The charity is appeallng to the public to donate any suitable soft toys that might help future arrivals.
 To find out more visit www.mareandfoal.org/shops or call the sanctuary on 01626 355 969.


----------



## SeaBreeze

*



*


----------



## SifuPhil

Awww! See - teddy bears are GOOD for you!

Unfortunately, nowadays I think they've got some competition from those Japanese Boyfriend Pillows ...


----------



## Ina

Sea, Great colt story.


----------



## SeaBreeze

SifuPhil said:


> Awww! See - teddy bears are GOOD for you!
> Unfortunately, nowadays I think they've got some competition from those Japanese Boyfriend Pillows ...



LOL, now THAT'S desperate!


----------



## SeaBreeze

*



*​


----------



## Denise1952

Oh I love the first, with the puppy!!  I love the story, and I still have 2 teddy-bears on my bed

ohmygosh, and the one with the foal, how darling!! Thanks all, for the pics, and the post Phil Denise


----------



## Ina

I had an outside dog, (Shine), that found a six week old puppy, and we watch as Shine herded the pup down our dirt road. We named her Founder.


----------



## Ina

nwlady, Do you have a pet? Teddy Bears are too quite.


----------



## Vivjen

I have a teddy bear called Basil; his partner's name is Holly; (my husband's bear..)

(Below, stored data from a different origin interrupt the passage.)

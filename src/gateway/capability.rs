//! Capability markers.
//!
//! Every query function that trusts a caller-asserted identity takes an
//! [`Authorized`] as its first parameter, and every pre-authentication query
//! takes a [`PreAuth`]. Neither type can be built outside `crate::gateway`,
//! so code that skips the gateway cannot produce the first argument.

/// Proof that the bearer token for this call was verified and its last-use
/// time recorded.
#[derive(Debug)]
pub struct Authorized {
    _sealed: (),
}

impl Authorized {
    pub(super) const fn new() -> Self {
        Self { _sealed: () }
    }
}

/// Proof that this call was dispatched through the gateway's unauthenticated
/// entry point. Only the functions in [`super::preauth`] accept it.
#[derive(Debug)]
pub struct PreAuth {
    _sealed: (),
}

impl PreAuth {
    pub(super) const fn new() -> Self {
        Self { _sealed: () }
    }
}
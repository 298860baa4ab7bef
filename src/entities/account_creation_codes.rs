use sea_orm::entity::prelude::*;

#[derive(Clone, Debug, PartialEq, Eq, DeriveEntityModel)]
#[sea_orm(table_name = "account_creation_codes")]
pub struct Model {
    #[sea_orm(primary_key)]
    pub id: i32,

    #[sea_orm(unique)]
    pub code: String,

    /// Redemption must present exactly this address.
    pub email: String,

    /// Mutually exclusive with `issued_by_user_id`.
    pub issued_by_system: bool,

    pub issued_by_user_id: Option<i32>,

    pub token_expiry_seconds: i64,

    /// JSON array of permission names, in grant order.
    pub permissions: String,

    pub created_at: DateTimeUtc,

    pub expires_at: DateTimeUtc,

    pub revoked_at: Option<DateTimeUtc>,

    pub revoked_by_user_id: Option<i32>,

    pub used_at: Option<DateTimeUtc>,

    pub used_by_user_id: Option<i32>,

    pub notify_issuer_on_redeem: bool,
}

#[derive(Copy, Clone, Debug, EnumIter, DeriveRelation)]
pub enum Relation {}

impl ActiveModelBehavior for ActiveModel {}
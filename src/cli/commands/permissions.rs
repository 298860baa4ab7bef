//! Permission catalog listing

use crate::gateway::permissions::CATALOG;

pub fn cmd_permissions() {
    println!("Known permissions ({} total)", CATALOG.len());
    println!("{:-<70}", "");

    for permission in CATALOG {
        let marker = if permission.privileged { "⚠" } else { "•" };
        println!("{marker} {:<28} {}", permission.name, permission.description);
    }

    println!();
    println!("Legend: ⚠ Privileged");
}
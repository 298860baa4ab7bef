use sea_orm::entity::prelude::*;

#[derive(Clone, Debug, PartialEq, Eq, DeriveEntityModel)]
#[sea_orm(table_name = "users")]
pub struct Model {
    #[sea_orm(primary_key)]
    pub id: i32,

    /// Unique among users where `deleted_at` is null (partial index)
    pub username: String,

    /// Unique among users where `deleted_at` is null (partial index)
    pub email: String,

    /// Argon2id password hash
    pub password_hash: String,

    pub created_at: DateTimeUtc,

    pub last_login_at: Option<DateTimeUtc>,

    /// Lifetime of tokens minted at login, in seconds.
    pub default_token_expiry_seconds: i64,

    /// `None` means no limit on concurrently valid tokens.
    pub max_tokens_at_a_time: Option<i32>,

    pub deleted_at: Option<DateTimeUtc>,
}

#[derive(Copy, Clone, Debug, EnumIter, DeriveRelation)]
pub enum Relation {
    #[sea_orm(has_many = "super::access_tokens::Entity")]
    AccessTokens,
    #[sea_orm(has_many = "super::permissions::Entity")]
    Permissions,
}

impl Related<super::access_tokens::Entity> for Entity {
    fn to() -> RelationDef {
        Relation::AccessTokens.def()
    }
}

impl Related<super::permissions::Entity> for Entity {
    fn to() -> RelationDef {
        Relation::Permissions.def()
    }
}

impl ActiveModelBehavior for ActiveModel {}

As for a Japanese boyfriend pillow.....no thanks!


----------



## That Guy




----------



## That Guy




----------



## Denise1952

Oh Ina, what a wonderful story!! And what a lucky puppy Denise


----------



## Happyflowerlady

One of my earliest memories is going to sleep wwith my little white Teddy Bear. 
He was made with real lambs wool , and had a music box that would wind up and play "Three Blind Mice". I loved my Teddy Bear, and I don't even remember when I stopped sleeping with him, but loved going to sleep with the soft curly fur snuggled next to my cheek, and the music box tinkling its happy melody in my ear.

When my mom and daddy passed away, and I was going through the back closet, there .....to my amazement.....was a box with another brand new (1948 vintage new) Teddy Bear, identical to the one I slept with for so many years.

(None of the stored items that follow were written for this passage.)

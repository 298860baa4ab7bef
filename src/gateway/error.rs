//! Gateway error taxonomy.
//!
//! Two representations are kept apart:
//!
//! - [`QueryError`] is what query functions return. It carries the precise
//!   reason (which token state failed, why a code was refused, the raw store
//!   error) and is only ever logged.
//! - [`GatewayError`] is what callers of the gateway see. Its messages are
//!   fixed strings. The only conversion between the two is [`reject`], which
//!   runs at the gateway boundary.

use sea_orm::{DbErr, SqlErr};
use thiserror::Error;
use tracing::{error, warn};

use crate::domain::AccountCodeId;

/// Why a presented bearer token was not accepted.
#[derive(Debug, Clone, Copy, PartialEq, Eq, Error)]
pub enum TokenRejection {
    #[error("no token was presented")]
    Missing,
    #[error("token not found")]
    NotFound,
    #[error("token expired, log in again")]
    Expired,
    #[error("token revoked by user action")]
    ManuallyRevoked,
    #[error("token revoked by account policy")]
    AutomaticallyRevoked,
    #[error("token could not be attributed to its owner")]
    OwnerMismatch,
    #[error("token owner no longer exists")]
    OwnerInactive,
}

/// Why an account-creation code was refused.
#[derive(Debug, Clone, Copy, PartialEq, Eq, Error)]
pub enum InvitationRejection {
    #[error("code not found")]
    NotFound,
    #[error("code was revoked")]
    Revoked,
    #[error("code was already used")]
    Used,
    #[error("code expired")]
    Expired,
    #[error("email does not match the code")]
    EmailMismatch,
}

#[derive(Debug, Clone, Copy, PartialEq, Eq)]
pub enum ConflictField {
    Username,
    Email,
}

impl std::fmt::Display for ConflictField {
    fn fmt(&self, f: &mut std::fmt::Formatter<'_>) -> std::fmt::Result {
        match self {
            Self::Username => write!(f, "username"),
            Self::Email => write!(f, "email"),
        }
    }
}

/// Detailed failure raised below the gateway.
#[derive(Debug, Error)]
pub enum QueryError {
    #[error("store error: {0}")]
    Store(#[from] DbErr),

    #[error("access token rejected: {0}")]
    Token(TokenRejection),

    #[error("credential check failed for '{username}'")]
    Credentials { username: String },

    #[error("missing permission '{0}'")]
    PermissionDenied(String),

    #[error("bootstrap refused: store holds {users} users and {codes} account codes")]
    BootstrapRefused { users: u64, codes: u64 },

    #[error("account code rejected: {0}")]
    Invitation(InvitationRejection),

    #[error("{0} already in use")]
    Conflict(ConflictField),

    #[error("invalid input: {0}")]
    Validation(String),

    #[error("{0} not found")]
    NotFound(&'static str),

    #[error("could not revoke access token {fingerprint}")]
    RevocationFailed { fingerprint: String },

    #[error("account code {code_id} was claimed but account creation failed: {source}")]
    RedemptionIncomplete {
        code_id: AccountCodeId,
        #[source]
        source: Box<QueryError>,
    },

    #[error("password hashing failed: {0}")]
    Hashing(String),
}

impl From<TokenRejection> for QueryError {
    fn from(reason: TokenRejection) -> Self {
        Self::Token(reason)
    }
}

impl From<InvitationRejection> for QueryError {
    fn from(reason: InvitationRejection) -> Self {
        Self::Invitation(reason)
    }
}

/// Store failure classes that are safe to report.
#[derive(Debug, Clone, Copy, PartialEq, Eq, Error)]
pub enum StorageFailure {
    #[error("The request conflicts with existing data")]
    Conflict,
    #[error("The request references data that does not exist")]
    Reference,
    #[error("The service is temporarily unavailable, please try again")]
    Unavailable,
    #[error("An internal error occurred")]
    Internal,
}

/// Error returned to callers of the gateway.
#[derive(Debug, Clone, PartialEq, Eq, Error)]
pub enum GatewayError {
    #[error("Invalid username or password")]
    InvalidCredential,

    #[error("Your session is invalid or has expired, please log in again")]
    InvalidToken,

    #[error("You do not have permission to perform this action")]
    PermissionDenied,

    #[error("This account creation code is not valid")]
    InvitationInvalid,

    #[error("That username or email address is already in use")]
    InvitationConflict,

    #[error("{0}")]
    Validation(String),

    #[error("The requested item was not found")]
    NotFound,

    #[error("Could not revoke access token")]
    TokenRevocationFailed,

    #[error("Account creation did not complete, please contact an administrator")]
    RedemptionIncomplete,

    #[error("{0}")]
    Storage(StorageFailure),
}

impl GatewayError {
    /// Stable label for metrics and logs.
    #[must_use]
    pub const fn kind(&self) -> &'static str {
        match self {
            Self::InvalidCredential => "invalid_credential",
            Self::InvalidToken => "invalid_token",
            Self::PermissionDenied => "permission_denied",
            Self::InvitationInvalid => "invitation_invalid",
            Self::InvitationConflict => "invitation_conflict",
            Self::Validation(_) => "validation",
            Self::NotFound => "not_found",
            Self::TokenRevocationFailed => "token_revocation_failed",
            Self::RedemptionIncomplete => "redemption_incomplete",
            Self::Storage(_) => "storage",
        }
    }
}

/// Allow-list of store error classes. Anything not listed is `Internal`.
#[must_use]
pub fn classify_store_error(err: &DbErr) -> StorageFailure {
    match err.sql_err() {
        Some(SqlErr::UniqueConstraintViolation(_)) => StorageFailure::Conflict,
        Some(SqlErr::ForeignKeyConstraintViolation(_)) => StorageFailure::Reference,
        _ => match err {
            DbErr::ConnectionAcquire(_) | DbErr::Conn(_) => StorageFailure::Unavailable,
            _ => StorageFailure::Internal,
        },
    }
}

/// Converts a detailed failure into the caller-facing taxonomy, logging the
/// detail on the way out.
pub(super) fn reject(err: QueryError) -> GatewayError {
    let public = match &err {
        QueryError::Token(reason) => {
            warn!(reason = %reason, "Access token rejected");
            GatewayError::InvalidToken
        }
        QueryError::Credentials { username } => {
            warn!(username = %username, "Login rejected");
            GatewayError::InvalidCredential
        }
        QueryError::PermissionDenied(name) => {
            warn!(permission = %name, "Permission check failed");
            GatewayError::PermissionDenied
        }
        QueryError::BootstrapRefused { users, codes } => {
            warn!(users, codes, "System account code refused, store is not empty");
            GatewayError::PermissionDenied
        }
        QueryError::Invitation(reason) => {
            warn!(reason = %reason, "Account creation code rejected");
            GatewayError::InvitationInvalid
        }
        QueryError::Conflict(field) => {
            warn!(field = %field, "Account creation conflict");
            GatewayError::InvitationConflict
        }
        QueryError::Validation(message) => GatewayError::Validation(message.clone()),
        QueryError::NotFound(what) => {
            warn!(what, "Requested item not found");
            GatewayError::NotFound
        }
        QueryError::RevocationFailed { fingerprint } => {
            error!(token = %fingerprint, "Access token revocation failed");
            GatewayError::TokenRevocationFailed
        }
        QueryError::RedemptionIncomplete { code_id, source } => {
            error!(
                code_id = %code_id,
                error = %source,
                "Account code claimed but account creation failed; operator follow-up required"
            );
            GatewayError::RedemptionIncomplete
        }
        QueryError::Hashing(message) => {
            error!(error = %message, "Password hashing failed");
            GatewayError::Storage(StorageFailure::Internal)
        }
        QueryError::Store(db_err) => {
            let failure = classify_store_error(db_err);
            if failure == StorageFailure::Internal {
                error!(error = %db_err, "Unmapped store error");
            } else {
                warn!(error = %db_err, failure = ?failure, "Store error");
            }
            GatewayError::Storage(failure)
        }
    };

    metrics::counter!("gateway_rejections_total", "kind" => public.kind()).increment(1);
    public
}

My mom knew how much I loved that little bear, so she bought a second one, and stored it safely away, just in case something happened to my first one, and it had stayed there, hidden away in the closet for the last 40 years ! 
(Yes, I did wind it up, and listened to it play "Three Blind Mice" while holding it up to my cheek to feel that soft, soft creamy white lamb's wool fur.)


----------



## SifuPhil

_Very_ touching story, Happy - thank you!

I don't recall having a teddy bear as a child, but in my later teens my brother Mickey was addicted to the TV show _ALF_, the comedy about the little brown bear-like alien that lived with his human host. 



So of course, for one of his birthdays we got him ... an ALF doll.



But that wasn't _nearly_ the end of it ...

When Mickey came home from work one day, he found that ALF had a few Band-Aids on him. When he asked us if we knew what happened, we told him about how ALF and the cat got into a fight (since in the TV show ALF always tries to eat cats).

Well, Mickey grumbled a bit but let it go.

Until the following week, when in addition to the Band-Aids ALF was sporting layers of gauze on his head. Again we blamed the cat, but Mickey was getting ticked off, and took to locking his bedroom door when he was at work.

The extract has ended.